→ **MATERIAL SUPPLIED**
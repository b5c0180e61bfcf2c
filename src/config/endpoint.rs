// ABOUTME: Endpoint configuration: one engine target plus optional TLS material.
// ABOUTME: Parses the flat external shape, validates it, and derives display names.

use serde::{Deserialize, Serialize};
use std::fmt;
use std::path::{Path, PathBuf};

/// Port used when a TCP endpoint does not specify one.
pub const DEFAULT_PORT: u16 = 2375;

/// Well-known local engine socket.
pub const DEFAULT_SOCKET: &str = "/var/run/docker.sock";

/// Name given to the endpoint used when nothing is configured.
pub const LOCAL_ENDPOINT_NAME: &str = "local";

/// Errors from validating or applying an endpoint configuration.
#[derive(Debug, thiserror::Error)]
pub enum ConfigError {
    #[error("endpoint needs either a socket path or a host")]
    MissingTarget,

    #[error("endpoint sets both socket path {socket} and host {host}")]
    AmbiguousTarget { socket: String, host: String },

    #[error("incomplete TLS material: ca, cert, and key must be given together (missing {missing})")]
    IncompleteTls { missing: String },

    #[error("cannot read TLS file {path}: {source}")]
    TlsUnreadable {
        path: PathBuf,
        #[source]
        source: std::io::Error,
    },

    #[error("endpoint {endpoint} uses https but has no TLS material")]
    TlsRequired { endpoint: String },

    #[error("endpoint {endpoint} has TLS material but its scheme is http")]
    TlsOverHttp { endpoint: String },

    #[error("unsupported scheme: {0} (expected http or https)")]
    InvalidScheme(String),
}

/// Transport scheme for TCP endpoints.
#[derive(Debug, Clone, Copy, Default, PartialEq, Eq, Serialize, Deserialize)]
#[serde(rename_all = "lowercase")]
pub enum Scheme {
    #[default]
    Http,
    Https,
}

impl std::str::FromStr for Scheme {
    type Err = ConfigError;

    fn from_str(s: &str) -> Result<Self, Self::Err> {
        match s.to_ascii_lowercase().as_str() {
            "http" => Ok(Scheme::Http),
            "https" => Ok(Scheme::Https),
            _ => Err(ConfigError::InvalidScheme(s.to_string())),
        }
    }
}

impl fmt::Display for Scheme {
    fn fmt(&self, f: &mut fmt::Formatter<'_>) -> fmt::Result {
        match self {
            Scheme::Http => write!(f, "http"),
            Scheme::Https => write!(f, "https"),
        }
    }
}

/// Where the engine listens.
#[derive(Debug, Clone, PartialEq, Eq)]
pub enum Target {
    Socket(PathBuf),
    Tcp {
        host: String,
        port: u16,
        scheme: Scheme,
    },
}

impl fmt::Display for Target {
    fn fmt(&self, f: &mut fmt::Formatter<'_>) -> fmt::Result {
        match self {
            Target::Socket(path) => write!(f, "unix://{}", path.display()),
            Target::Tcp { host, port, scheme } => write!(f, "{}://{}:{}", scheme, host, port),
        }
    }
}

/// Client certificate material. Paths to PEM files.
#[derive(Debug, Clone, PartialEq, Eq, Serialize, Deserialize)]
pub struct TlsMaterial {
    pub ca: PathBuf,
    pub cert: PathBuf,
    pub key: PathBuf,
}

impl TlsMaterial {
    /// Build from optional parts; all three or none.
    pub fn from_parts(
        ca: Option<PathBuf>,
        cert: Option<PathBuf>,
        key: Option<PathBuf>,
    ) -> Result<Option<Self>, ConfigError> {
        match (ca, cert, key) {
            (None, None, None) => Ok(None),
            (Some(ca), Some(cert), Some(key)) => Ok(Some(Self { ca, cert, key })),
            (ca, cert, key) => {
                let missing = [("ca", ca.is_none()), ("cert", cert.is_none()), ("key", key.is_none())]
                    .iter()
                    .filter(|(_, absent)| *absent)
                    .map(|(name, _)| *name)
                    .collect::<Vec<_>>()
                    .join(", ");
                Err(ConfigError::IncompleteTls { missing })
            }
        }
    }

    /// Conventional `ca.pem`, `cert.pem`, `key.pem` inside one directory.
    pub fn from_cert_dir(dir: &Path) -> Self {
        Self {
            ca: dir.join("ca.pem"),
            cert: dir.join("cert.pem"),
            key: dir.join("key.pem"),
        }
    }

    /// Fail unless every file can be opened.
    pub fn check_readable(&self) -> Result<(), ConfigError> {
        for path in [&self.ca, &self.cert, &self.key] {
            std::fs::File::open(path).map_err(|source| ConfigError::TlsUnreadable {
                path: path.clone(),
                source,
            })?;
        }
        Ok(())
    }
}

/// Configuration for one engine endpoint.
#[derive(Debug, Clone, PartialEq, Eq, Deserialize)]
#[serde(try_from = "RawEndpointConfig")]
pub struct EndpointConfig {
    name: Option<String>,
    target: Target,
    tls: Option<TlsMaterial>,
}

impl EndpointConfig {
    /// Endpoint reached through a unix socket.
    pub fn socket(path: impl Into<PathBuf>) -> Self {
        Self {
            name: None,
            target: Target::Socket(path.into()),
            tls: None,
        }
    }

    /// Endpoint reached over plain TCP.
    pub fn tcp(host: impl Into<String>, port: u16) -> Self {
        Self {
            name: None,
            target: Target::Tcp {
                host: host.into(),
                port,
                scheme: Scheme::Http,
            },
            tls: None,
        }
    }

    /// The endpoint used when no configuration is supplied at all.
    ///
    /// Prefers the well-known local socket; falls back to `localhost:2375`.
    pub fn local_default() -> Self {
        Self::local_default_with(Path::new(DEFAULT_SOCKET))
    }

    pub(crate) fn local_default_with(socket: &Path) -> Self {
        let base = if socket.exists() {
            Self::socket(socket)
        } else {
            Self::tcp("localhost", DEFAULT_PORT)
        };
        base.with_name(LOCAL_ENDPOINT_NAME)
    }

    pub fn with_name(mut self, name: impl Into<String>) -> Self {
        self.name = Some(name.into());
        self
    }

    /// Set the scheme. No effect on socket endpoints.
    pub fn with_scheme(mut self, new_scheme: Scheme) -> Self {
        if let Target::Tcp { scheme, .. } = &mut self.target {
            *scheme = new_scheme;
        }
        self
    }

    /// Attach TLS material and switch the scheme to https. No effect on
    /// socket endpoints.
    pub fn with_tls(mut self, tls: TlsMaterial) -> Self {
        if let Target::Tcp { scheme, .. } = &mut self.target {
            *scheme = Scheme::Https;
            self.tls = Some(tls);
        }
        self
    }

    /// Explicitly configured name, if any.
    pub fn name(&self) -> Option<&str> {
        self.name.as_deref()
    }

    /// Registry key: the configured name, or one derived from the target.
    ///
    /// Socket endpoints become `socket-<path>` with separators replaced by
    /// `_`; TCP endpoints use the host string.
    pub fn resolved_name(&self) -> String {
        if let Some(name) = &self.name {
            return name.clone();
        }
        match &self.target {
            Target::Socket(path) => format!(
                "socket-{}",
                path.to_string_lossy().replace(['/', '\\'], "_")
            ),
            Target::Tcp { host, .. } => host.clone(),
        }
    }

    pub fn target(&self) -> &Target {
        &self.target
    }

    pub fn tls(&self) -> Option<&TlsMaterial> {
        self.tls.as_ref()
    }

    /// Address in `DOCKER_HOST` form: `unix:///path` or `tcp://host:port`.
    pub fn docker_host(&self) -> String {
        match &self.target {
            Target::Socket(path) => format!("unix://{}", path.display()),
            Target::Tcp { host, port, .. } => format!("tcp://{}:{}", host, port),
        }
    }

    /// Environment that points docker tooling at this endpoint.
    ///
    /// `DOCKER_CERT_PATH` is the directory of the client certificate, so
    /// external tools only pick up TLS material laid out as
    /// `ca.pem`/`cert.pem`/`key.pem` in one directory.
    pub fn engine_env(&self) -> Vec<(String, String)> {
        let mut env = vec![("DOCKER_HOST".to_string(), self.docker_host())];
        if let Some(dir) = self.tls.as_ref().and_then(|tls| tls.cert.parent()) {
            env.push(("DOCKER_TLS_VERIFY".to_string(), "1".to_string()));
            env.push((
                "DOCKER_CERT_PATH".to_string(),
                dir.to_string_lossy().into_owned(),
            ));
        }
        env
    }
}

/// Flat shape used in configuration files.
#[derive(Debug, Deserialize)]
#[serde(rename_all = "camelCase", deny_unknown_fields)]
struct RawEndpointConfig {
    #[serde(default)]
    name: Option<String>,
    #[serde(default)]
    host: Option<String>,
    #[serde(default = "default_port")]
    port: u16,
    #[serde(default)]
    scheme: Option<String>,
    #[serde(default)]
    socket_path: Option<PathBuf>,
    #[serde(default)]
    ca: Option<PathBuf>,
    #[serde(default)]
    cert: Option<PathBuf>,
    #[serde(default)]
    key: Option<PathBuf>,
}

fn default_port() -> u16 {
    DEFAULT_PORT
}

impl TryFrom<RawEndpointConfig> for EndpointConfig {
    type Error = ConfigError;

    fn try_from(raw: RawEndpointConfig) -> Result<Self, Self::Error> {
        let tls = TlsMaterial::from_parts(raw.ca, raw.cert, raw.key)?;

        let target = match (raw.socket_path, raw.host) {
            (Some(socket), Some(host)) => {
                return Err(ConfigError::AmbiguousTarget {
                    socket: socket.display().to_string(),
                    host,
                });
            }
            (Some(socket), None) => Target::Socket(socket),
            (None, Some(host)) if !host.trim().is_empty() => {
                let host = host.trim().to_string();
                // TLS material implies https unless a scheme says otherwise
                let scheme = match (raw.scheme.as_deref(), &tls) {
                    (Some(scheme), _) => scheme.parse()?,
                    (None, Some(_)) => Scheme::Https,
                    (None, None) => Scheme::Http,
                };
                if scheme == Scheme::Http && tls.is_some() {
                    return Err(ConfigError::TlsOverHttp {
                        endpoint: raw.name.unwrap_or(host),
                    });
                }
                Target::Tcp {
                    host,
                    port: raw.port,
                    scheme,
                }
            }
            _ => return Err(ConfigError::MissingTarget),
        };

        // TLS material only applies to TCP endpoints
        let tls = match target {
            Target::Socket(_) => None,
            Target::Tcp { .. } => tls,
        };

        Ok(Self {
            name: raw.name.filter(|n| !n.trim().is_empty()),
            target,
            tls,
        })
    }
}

→ **REQUIRED ACTION**
Using the entries above, quote each line verbatim from the first through the line that contains "use std::fmt;".

→ **SOLUTION TO THE PROBLEM**
repository b5c0180e61bfcf2c
filename src/config/endpoint.rs
// ABOUTME: Endpoint configuration: one engine target plus optional TLS material.
// ABOUTME: Parses the flat external shape, validates it, and derives display names.

use serde::{Deserialize, Serialize};
use std::fmt;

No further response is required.